Apps Corner is a kiosk mode that allows users to restrict usage to a select group of applications and boot straight into a specific app.

==Hardware==

===Devices===

Windows Phone 8.1 devices were manufactured by Microsoft Mobile (formerly Nokia) and its hardware partners, including HTC, Gionee, JSR, Karbonn, Micromax, Samsung, Alcatel, Lava (under both the Lava and Xolo brands), Cherry Mobile, and Blu. Additionally, Gionee, JSR, LG, Lenovo, Longcheer, and ZTE registered as Windows Phone hardware partners and were set to release Windows Phone products. Sony (under the Xperia or Vaio brand) also stated its intention to produce Windows Phone devices in the near future, but this has not materialized. During Build 2014, Microsoft announced two additional hardware partners, Micromax and Prestigio.

===Hardware requirements===
Windows Phone 8.1 loosened some of the platform's hardware requirements to enable more flexibility for hardware partners, such as the ability to adapt existing Android devices (including, in particular, high-end flagships such as the HTC One M8) to run Windows Phone instead. Among these changes are support for virtual navigation keys similar to Android, which can be hidden by swiping them to the side of the screen.

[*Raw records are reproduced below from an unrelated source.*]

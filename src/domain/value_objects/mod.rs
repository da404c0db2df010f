//! # Value Objects
//!
//! Immutable value types used by the domain services.

mod payout;

pub use payout::{PayoutRule, PayoutTable};
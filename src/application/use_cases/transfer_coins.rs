//! Transfer Coins Use Case
//!
//! Pays coins from one user to another.

use std::sync::Arc;

use crate::application::dto::{mention, CommandReply, TransferCoinsCommand};
use crate::domain::services::PaymentService;
use crate::infrastructure::metrics;

pub struct TransferCoinsUseCase {
    payment_service: Arc<PaymentService>,
}

impl TransferCoinsUseCase {
    pub fn new(payment_service: Arc<PaymentService>) -> Self {
        Self { payment_service }
    }

    pub async fn execute(&self, command: TransferCoinsCommand) -> CommandReply {
        let result = self
            .payment_service
            .transfer(command.sender_id, command.recipient_id, command.amount)
            .await;

        match result {
            Ok(receipt) => {
                metrics::record_transfer(receipt.amount);
                CommandReply::success(format!(
                    "💸 {} sent **{}** coins to {}. Your balance is now **{}** coins.",
                    mention(command.sender_id),
                    receipt.amount,
                    mention(command.recipient_id),
                    receipt.sender.amount
                ))
            }
            Err(e) => CommandReply::from_ledger_error(&e),
        }
    }
}
//! Application settings and configuration structures.

use std::collections::BTreeMap;

use config::{Config, ConfigError, Environment, File};
use serde::Deserialize;

/// Root configuration structure containing all application settings.
#[derive(Debug, Clone, Deserialize)]
pub struct Settings {
    /// Discord connection settings (token, command prefix)
    pub discord: DiscordSettings,

    /// Datastore configuration
    pub database: DatabaseSettings,

    /// Reward and listing parameters
    pub economy: EconomySettings,

    /// Gambling payout table
    pub gambling: GamblingSettings,

    /// Rotating presence statuses
    pub presence: PresenceSettings,

    /// Health and metrics HTTP surface
    pub ops: OpsSettings,

    /// Current environment (development, staging, production)
    pub environment: String,
}

/// Discord bot configuration.
#[derive(Clone, Deserialize)]
pub struct DiscordSettings {
    /// Bot token used to authenticate against the gateway
    #[serde(default)]
    pub token: String,

    /// Prefix that marks a message as a command (e.g. "c!")
    pub command_prefix: String,
}

// The token must never end up in logs.
impl std::fmt::Debug for DiscordSettings {
    fn fmt(&self, f: &mut std::fmt::Formatter<'_>) -> std::fmt::Result {
        f.debug_struct("DiscordSettings")
            .field("token", &"<redacted>")
            .field("command_prefix", &self.command_prefix)
            .finish()
    }
}

/// Which repository implementation backs the ledger.
#[derive(Debug, Clone, Copy, PartialEq, Eq, Deserialize)]
#[serde(rename_all = "lowercase")]
pub enum DatabaseBackend {
    /// PostgreSQL through sqlx
    Postgres,
    /// Process-local store, state is lost on restart
    Memory,
}

impl std::fmt::Display for DatabaseBackend {
    fn fmt(&self, f: &mut std::fmt::Formatter<'_>) -> std::fmt::Result {
        match self {
            Self::Postgres => write!(f, "postgres"),
            Self::Memory => write!(f, "memory"),
        }
    }
}

/// Database configuration.
#[derive(Debug, Clone, Deserialize)]
pub struct DatabaseSettings {
    /// Repository backend
    pub backend: DatabaseBackend,

    /// Database connection URL (required for the postgres backend)
    #[serde(default)]
    pub url: Option<String>,

    /// Maximum number of connections in the pool
    pub max_connections: u32,

    /// Minimum number of connections to maintain
    pub min_connections: u32,

    /// Connection acquire timeout in seconds
    pub acquire_timeout: u64,

    /// Apply pending migrations at startup
    pub run_migrations: bool,
}

/// Economy parameters.
#[derive(Debug, Clone, Deserialize)]
pub struct EconomySettings {
    /// Coins credited per reward grant
    pub reward_amount: i64,

    /// Number of messages between two reward grants
    pub reward_interval: i64,

    /// Entries shown by the leaderboard command
    pub leaderboard_size: i64,

    /// Plays shown by the history command
    pub history_size: i64,
}

/// Payout rule for one gambling variant.
#[derive(Debug, Clone, Copy, Deserialize)]
pub struct PayoutRuleSettings {
    /// Probability in [0, 1] that a play wins
    pub win_probability: f64,

    /// Total return on a win, stake included (2 = double or nothing)
    pub payout_multiplier: u32,
}

/// Gambling configuration.
#[derive(Debug, Clone, Deserialize)]
pub struct GamblingSettings {
    /// Variant name -> payout rule
    pub variants: BTreeMap<String, PayoutRuleSettings>,
}

/// Presence rotation configuration.
#[derive(Debug, Clone, Deserialize)]
pub struct PresenceSettings {
    /// Statuses cycled in order
    pub statuses: Vec<String>,

    /// Seconds between two status changes
    pub interval_secs: u64,
}

/// Ops HTTP server configuration.
#[derive(Debug, Clone, Deserialize)]
pub struct OpsSettings {
    /// Serve /health and /metrics
    pub enabled: bool,

    /// Host address to bind to
    pub host: String,

    /// Port number to listen on
    pub port: u16,
}

impl Settings {
    /// Load settings from environment variables and configuration files.
    ///
    /// The loading order is:
    /// 1. Built-in defaults
    /// 2. config/default.toml
    /// 3. config/{RUN_ENV}.toml
    /// 4. Environment variables (highest priority)
    ///
    /// # Errors
    ///
    /// Returns `ConfigError` if configuration cannot be loaded or parsed,
    /// or if it fails validation (missing token, bad payout rules).
    pub fn load() -> Result<Self, ConfigError> {
        // Load .env file if present (ignore errors if not found)
        let _ = dotenvy::dotenv();

        let environment = std::env::var("RUN_ENV").unwrap_or_else(|_| "development".into());

        let token = std::env::var("DISCORD_TOKEN")
            .or_else(|_| std::env::var("TOKEN"))
            .ok();

        Self::defaults(Config::builder(), &environment)?
            .add_source(File::with_name("config/default").required(false))
            .add_source(File::with_name(&format!("config/{}", environment)).required(false))
            // APP__ECONOMY__REWARD_AMOUNT=25 -> economy.reward_amount = 25
            .add_source(
                Environment::default()
                    .prefix("APP")
                    .separator("__")
                    .try_parsing(true),
            )
            .set_override_option("discord.token", token)?
            .set_override_option("discord.command_prefix", std::env::var("COMMAND_PREFIX").ok())?
            .set_override_option("database.url", std::env::var("DATABASE_URL").ok())?
            .build()?
            .try_deserialize()
            .and_then(|settings: Self| {
                settings.validate()?;
                Ok(settings)
            })
    }

    /// Built-in defaults, applied before any file or environment source.
    fn defaults(
        builder: config::ConfigBuilder<config::builder::DefaultState>,
        environment: &str,
    ) -> Result<config::ConfigBuilder<config::builder::DefaultState>, ConfigError> {
        builder
            .set_default("environment", environment)?
            .set_default("discord.command_prefix", "c!")?
            .set_default("database.backend", "postgres")?
            .set_default("database.max_connections", 10)?
            .set_default("database.min_connections", 2)?
            .set_default("database.acquire_timeout", 30)?
            .set_default("database.run_migrations", true)?
            .set_default("economy.reward_amount", 10)?
            .set_default("economy.reward_interval", 10)?
            .set_default("economy.leaderboard_size", 10)?
            .set_default("economy.history_size", 5)?
            .set_default("gambling.variants.coinflip.win_probability", 0.5)?
            .set_default("gambling.variants.coinflip.payout_multiplier", 2)?
            .set_default("gambling.variants.dice.win_probability", 1.0 / 6.0)?
            .set_default("gambling.variants.dice.payout_multiplier", 6)?
            .set_default("gambling.variants.slots.win_probability", 0.1)?
            .set_default("gambling.variants.slots.payout_multiplier", 8)?
            .set_default(
                "presence.statuses",
                vec!["Use c!help 🎲", "You're up 🃏", "How about a game? 🎲"],
            )?
            .set_default("presence.interval_secs", 5)?
            .set_default("ops.enabled", true)?
            .set_default("ops.host", "0.0.0.0")?
            .set_default("ops.port", 9090)
    }

    /// Reject configurations the bot cannot run with.
    pub fn validate(&self) -> Result<(), ConfigError> {
        if self.discord.token.trim().is_empty() {
            return Err(ConfigError::Message(
                "Discord token is missing: set TOKEN or DISCORD_TOKEN".into(),
            ));
        }

        if self.discord.command_prefix.is_empty() {
            return Err(ConfigError::Message("Command prefix must not be empty".into()));
        }

        if self.database.backend == DatabaseBackend::Postgres && self.database.url.is_none() {
            return Err(ConfigError::Message(
                "DATABASE_URL is required for the postgres backend".into(),
            ));
        }

        if self.economy.reward_amount <= 0 || self.economy.reward_interval <= 0 {
            return Err(ConfigError::Message(format!(
                "Reward amount and interval must be positive (got {} every {} messages)",
                self.economy.reward_amount, self.economy.reward_interval
            )));
        }

        if self.gambling.variants.is_empty() {
            return Err(ConfigError::Message("At least one gambling variant is required".into()));
        }

        for (name, rule) in &self.gambling.variants {
            if !(0.0..=1.0).contains(&rule.win_probability) {
                return Err(ConfigError::Message(format!(
                    "Variant '{}' has win probability {} outside [0, 1]",
                    name, rule.win_probability
                )));
            }
            if rule.payout_multiplier < 1 {
                return Err(ConfigError::Message(format!(
                    "Variant '{}' must pay out at least the stake",
                    name
                )));
            }
        }

        if self.presence.interval_secs == 0 {
            return Err(ConfigError::Message("Presence interval must be at least one second".into()));
        }

        Ok(())
    }
}

impl OpsSettings {
    /// Get the address string for binding.
    pub fn addr(&self) -> String {
        format!("{}:{}", self.host, self.port)
    }
}
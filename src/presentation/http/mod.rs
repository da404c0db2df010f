//! Ops HTTP Surface
//!
//! Health probes and Prometheus metrics.

pub mod health;
pub mod routes;

pub use routes::{create_router, OpsState};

| Windows Phone 8.1 minimum device requirements |
|---|
| Qualcomm Snapdragon S4, Snapdragon 200, Snapdragon 400, or Snapdragon 800 multi-core processor |
| Minimum 512 MB RAM for WVGA phones; minimum 1 GB RAM for 720p / WXGA / 1080p |
| Minimum 4 GB flash memory |
| GPS and A-GNSS; GLONASS is supported if OEMs decide to include it |
| Support for micro-USB 2.0 |
| 3.5 mm stereo headphone jack with three-button detection support |
| Rear-facing AF camera with optional LED or Xenon flash, optional front-facing camera (both need to be VGA or better) |
| Accelerometer, proximity sensors, as well as vibration motor (magnetometer, gyroscope and ambient light sensors are optional) |
| 802.11b/g and Bluetooth (802.11n is optional) |
| DirectX graphics hardware support with hardware acceleration for Direct3D using programmable GPU |
| Multi-touch capacitive touch screen with minimum of four simultaneous points |

== Reception ==
Tom Warren of The Verge said that it is clear that the Windows Phone platform is being left behind by its competitors. Although the Windows Phone store has many apps, there are still less than the Android and iOS stores, and the Windows Phone apps equivalents are severely lacking. However, he commends Windows Phone for its ability to run smoothly across a wide variety of hardware and the thoughtful addition of features.